Over the next few days, Arjun and Karan raid several hideouts and illicit ammunition factories belonging to Gawa and Sikandar but are unable to do much since Sikandar is an influential person in the city. One day Kajal's friend who was in an illicit relationship with Sikandar is killed by him after she tries to blackmail him into marrying her. While escaping, Sikandar bumps into Kajal who informs Karan and Arjun about the murder. Karan asks Kajal to identify the killer. However, Arjun advises against it fearing for his family.

Meanwhile Karan and Kajal's romance reaches a crescendo and the two promptly marry, against Arjun's wishes though with Rukmini's blessing. However, on their first night, the couple are attacked by Sikandar and his cronies. They manage to escape unhurt and Karan pursues and captures Sikandar, presenting him before the judge the next day. While Sikandar is being transferred to the prison, Gawa attacks the police convoy and frees Sikandar. A gunfight ensues, and Karan shoots Sikandar and kills him but is unable to kill Gawa as he runs out of bullets. Gawa is captured and vows to avenge his brother's death while Karan receives widespread admiration from the citizens as well as his colleagues and seniors and is promoted to DCP making Arjun even more jealous of him.

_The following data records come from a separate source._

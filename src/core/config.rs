use anyhow::{Context, Result};
use directories::ProjectDirs;
use serde::{Deserialize, Serialize};
use std::{fs, path::PathBuf};
use tracing::debug;

pub const DEFAULT_YAHOO_BASE_URL: &str = "https://query1.finance.yahoo.com";
pub const DEFAULT_INPUT_PATH: &str = "Stocks.csv";
pub const DEFAULT_OUTPUT_PATH: &str = "stock_allocation_results.xlsx";
pub const DEFAULT_EXCHANGE_SUFFIX: &str = ".NS";

#[derive(Debug, Deserialize, Serialize, Clone)]
pub struct YahooProviderConfig {
    pub base_url: String,
}

#[derive(Debug, Deserialize, Serialize, Clone)]
pub struct ProvidersConfig {
    pub yahoo: Option<YahooProviderConfig>,
}

impl Default for ProvidersConfig {
    fn default() -> Self {
        ProvidersConfig {
            yahoo: Some(YahooProviderConfig {
                base_url: DEFAULT_YAHOO_BASE_URL.to_string(),
            }),
        }
    }
}

#[derive(Debug, Deserialize, Serialize, Clone)]
pub struct AppConfig {
    #[serde(default)]
    pub providers: ProvidersConfig,
    #[serde(default = "default_input_path")]
    pub input_path: String,
    #[serde(default = "default_output_path")]
    pub output_path: String,
    #[serde(default = "default_exchange_suffix")]
    pub exchange_suffix: String,
}

fn default_input_path() -> String {
    DEFAULT_INPUT_PATH.to_string()
}

fn default_output_path() -> String {
    DEFAULT_OUTPUT_PATH.to_string()
}

fn default_exchange_suffix() -> String {
    DEFAULT_EXCHANGE_SUFFIX.to_string()
}

impl Default for AppConfig {
    fn default() -> Self {
        AppConfig {
            providers: ProvidersConfig::default(),
            input_path: default_input_path(),
            output_path: default_output_path(),
            exchange_suffix: default_exchange_suffix(),
        }
    }
}

impl AppConfig {
    /// Loads the config from the default location, or built-in defaults when no file exists there.
    pub fn load() -> Result<Self> {
        debug!("Loading default config");
        let config_path = Self::default_config_path()?;
        if !config_path.exists() {
            debug!(
                "No config at {}, using built-in defaults",
                config_path.display()
            );
            return Ok(Self::default());
        }
        Self::load_from_path(&config_path)
    }

    pub fn default_config_path() -> Result<PathBuf> {
        let proj_dirs = ProjectDirs::from("in", "stockalloc", "stockalloc")
            .context("Could not determine project directories")?;
        Ok(proj_dirs.config_dir().join("config.yaml"))
    }

    pub fn load_from_path<P: AsRef<std::path::Path>>(path: P) -> Result<Self> {
        let config_str = fs::read_to_string(path.as_ref())
            .with_context(|| format!("Failed to read config file: {}", path.as_ref().display()))?;

        let config: Self = serde_yaml::from_str(&config_str)
            .with_context(|| format!("Failed to parse config file: {}", path.as_ref().display()))?;
        debug!("Successfully loaded config");
        Ok(config)
    }

    pub fn yahoo_base_url(&self) -> &str {
        self.providers
            .yahoo
            .as_ref()
            .map_or(DEFAULT_YAHOO_BASE_URL, |p| &p.base_url)
    }
}
use clap::{Parser, Subcommand};
use std::path::PathBuf;
use std::process::ExitCode;
use stockalloc::cli::allocate::AllocateOptions;
use stockalloc::cli::prompt::PresetInputs;
use stockalloc::cli::{BANNER, error_message, exit_status, setup, ui};
use stockalloc::core::log::init_logging;

#[derive(Parser)]
#[command(version, about)]
struct Cli {
    /// Enable verbose logging
    #[arg(short, long, global = true)]
    verbose: bool,

    /// Path to optional configuration file
    #[arg(short, long, global = true)]
    config_path: Option<String>,

    #[command(subcommand)]
    command: Option<Commands>,
}

#[derive(clap::Args, Default)]
struct AllocateArgs {
    /// First day of the range (YYYY-MM-DD); prompted for when omitted
    #[arg(long)]
    start: Option<String>,

    /// Last day of the range (YYYY-MM-DD); prompted for when omitted
    #[arg(long)]
    end: Option<String>,

    /// Total amount to invest; prompted for when omitted
    #[arg(long)]
    investment: Option<String>,

    /// CSV with Ticker and Weightage columns (overrides config)
    #[arg(short, long)]
    input: Option<PathBuf>,

    /// Destination spreadsheet, .xlsx or .csv (overrides config)
    #[arg(short, long)]
    output: Option<PathBuf>,
}

impl From<AllocateArgs> for AllocateOptions {
    fn from(args: AllocateArgs) -> AllocateOptions {
        AllocateOptions {
            inputs: PresetInputs {
                start_date: args.start,
                end_date: args.end,
                total_investment: args.investment,
            },
            input_path: args.input,
            output_path: args.output,
        }
    }
}

#[derive(Subcommand)]
enum Commands {
    /// Create default configuration
    Setup,
    /// Allocate the investment and write the shares table (default)
    Allocate(AllocateArgs),
}

#[tokio::main(flavor = "current_thread")]
async fn main() -> ExitCode {
    let cli = Cli::parse();

    init_logging(cli.verbose);

    let result = match cli.command {
        Some(Commands::Setup) => setup::setup(),
        Some(Commands::Allocate(args)) => allocate(args, cli.config_path.as_deref()).await,
        None => allocate(AllocateArgs::default(), cli.config_path.as_deref()).await,
    };

    if let Err(e) = &result {
        tracing::error!(error = %e, "Application failed");
        println!(
            "{}",
            ui::style_text(&error_message(e), ui::StyleType::Error)
        );
    }
    ExitCode::from(exit_status(&result))
}

async fn allocate(args: AllocateArgs, config_path: Option<&str>) -> anyhow::Result<()> {
    println!("{}", ui::style_text(BANNER, ui::StyleType::Title));
    stockalloc::run_command(stockalloc::AppCommand::Allocate(args.into()), config_path).await
}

Some time later, Gawa manages to escape by faking his own death. Karan and Kajal are shown to be doting on an orphan named Kabir and are good friends with Kabir's guardian, a catholic priest who runs an orphanage. Gawa decides to use this to his advantage. He murders the priest and writes a fake suicide note indicting Karan which says that the priest, with Karan's help ran the orphanage as a front for child trafficking. As a result, Karan is set to face a CBI enquiry. Gawa then starts showing up in front of Karan at unusual instances and even enters his house and drugs and molests Kajal when she's alone one night. These events take a heavy toll on Karan's life, driving him to near madness. To top it all, Karan is dismissed from service and takes to drinking, consequently becoming abusive towards Kajal, putting their marriage in jeopardy. Karan's informer Taxi (Johny Lever) who worked for Gawa earlier, sympathizes with him since he wants revenge for his brother, who was killed by Gawa for no fault of his. One night, when Karan is roaming around in a drunken state along with Taxi, the duo sense that they are being followed. Taxi realizes that it's Gawa who's following them and raises the alarm. But Gawa shoots Taxi and escapes after throwing the gun at Karan, framing him for the murder.

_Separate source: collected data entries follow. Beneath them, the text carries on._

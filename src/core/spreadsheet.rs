//! Persists a [`ResultTable`] as a spreadsheet: header row, one row per ticker, no index column.
use crate::core::allocation::ResultTable;
use rust_xlsxwriter::{ColNum, Format, RowNum, Workbook, XlsxError};
use std::io;
use std::path::{Path, PathBuf};
use thiserror::Error;
use tracing::debug;

pub const SHEET_NAME: &str = "Sheet1";

#[derive(Debug, Error)]
pub enum WriteError {
    #[error("Error saving results to {}: {source}", path.display())]
    Xlsx { path: PathBuf, source: XlsxError },
    #[error("Error saving results to {}: {source}", path.display())]
    Csv { path: PathBuf, source: csv::Error },
    #[error("Error saving results to {}: {source}", path.display())]
    Io { path: PathBuf, source: io::Error },
}

#[derive(Debug, Clone, Copy, PartialEq, Eq)]
pub enum OutputFormat {
    Xlsx,
    Csv,
}

impl OutputFormat {
    /// `.csv` paths get CSV, everything else an xlsx workbook.
    pub fn from_path(path: &Path) -> Self {
        match path.extension().and_then(|e| e.to_str()) {
            Some(ext) if ext.eq_ignore_ascii_case("csv") => OutputFormat::Csv,
            _ => OutputFormat::Xlsx,
        }
    }
}

pub fn write_table<P: AsRef<Path>>(table: &ResultTable, path: P) -> Result<(), WriteError> {
    let path = path.as_ref();
    let format = OutputFormat::from_path(path);
    debug!(
        rows = table.len(),
        ?format,
        "Writing results to {}",
        path.display()
    );
    match format {
        OutputFormat::Xlsx => write_xlsx(table, path).map_err(|source| WriteError::Xlsx {
            path: path.to_path_buf(),
            source,
        }),
        OutputFormat::Csv => write_csv(table, path),
    }
}

fn write_xlsx(table: &ResultTable, path: &Path) -> Result<(), XlsxError> {
    let columns = table.columns();
    let dates = table.date_columns();
    let header_format = Format::new().set_bold();

    let mut workbook = Workbook::new();
    {
        let worksheet = workbook.add_worksheet();
        worksheet.set_name(SHEET_NAME)?;

        for (col, label) in columns.iter().enumerate() {
            worksheet.write_string_with_format(0, col as ColNum, label, &header_format)?;
        }

        for (i, row) in table.rows().iter().enumerate() {
            let r = (i + 1) as RowNum;
            worksheet.write_string(r, 0, &row.ticker)?;
            worksheet.write_number(r, 1, row.weight)?;
            for (j, date) in dates.iter().enumerate() {
                // missing dates stay blank
                if let Some(shares) = row.shares.get(date) {
                    worksheet.write_number(r, (j + 2) as ColNum, *shares)?;
                }
            }
        }
    }
    workbook.save(path)
}

fn write_csv(table: &ResultTable, path: &Path) -> Result<(), WriteError> {
    let csv_err = |source: csv::Error| WriteError::Csv {
        path: path.to_path_buf(),
        source,
    };
    let dates = table.date_columns();

    let mut wtr = csv::Writer::from_path(path).map_err(csv_err)?;
    wtr.write_record(table.columns()).map_err(csv_err)?;
    for row in table.rows() {
        let mut record = vec![row.ticker.clone(), row.weight.to_string()];
        record.extend(
            dates
                .iter()
                .map(|d| row.shares.get(d).map(f64::to_string).unwrap_or_default()),
        );
        wtr.write_record(&record).map_err(csv_err)?;
    }
    wtr.flush().map_err(|source| WriteError::Io {
        path: path.to_path_buf(),
        source,
    })
}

Karan now finds himself in a tight spot, dealing with his crumbling marriage, his duty-bound father-in-law who is leaving no stone unturned to get him and worst of all, Gawa Firozi, who is still roaming scot-free. Only Rukmani, who considers Karan as her own son openly states that she believes he is innocent and will support him no matter what. Somehow, Karan is able to meet Kajal in the temple on the day of Karwa Chauth. Kajal tells him that she still believes in him and knows that he is innocent and also that she is observing a fast for him during the day. Karan tells her that he is going to go all-out after Gawa Firozi and Kajal wishes him luck. Just as they finish their conversation, Arjun lays siege to the temple ordering Karan to surrender. However, Kajal intervenes just as Arjun points a gun at Karan, and Karan escapes, leaving Arjun fuming.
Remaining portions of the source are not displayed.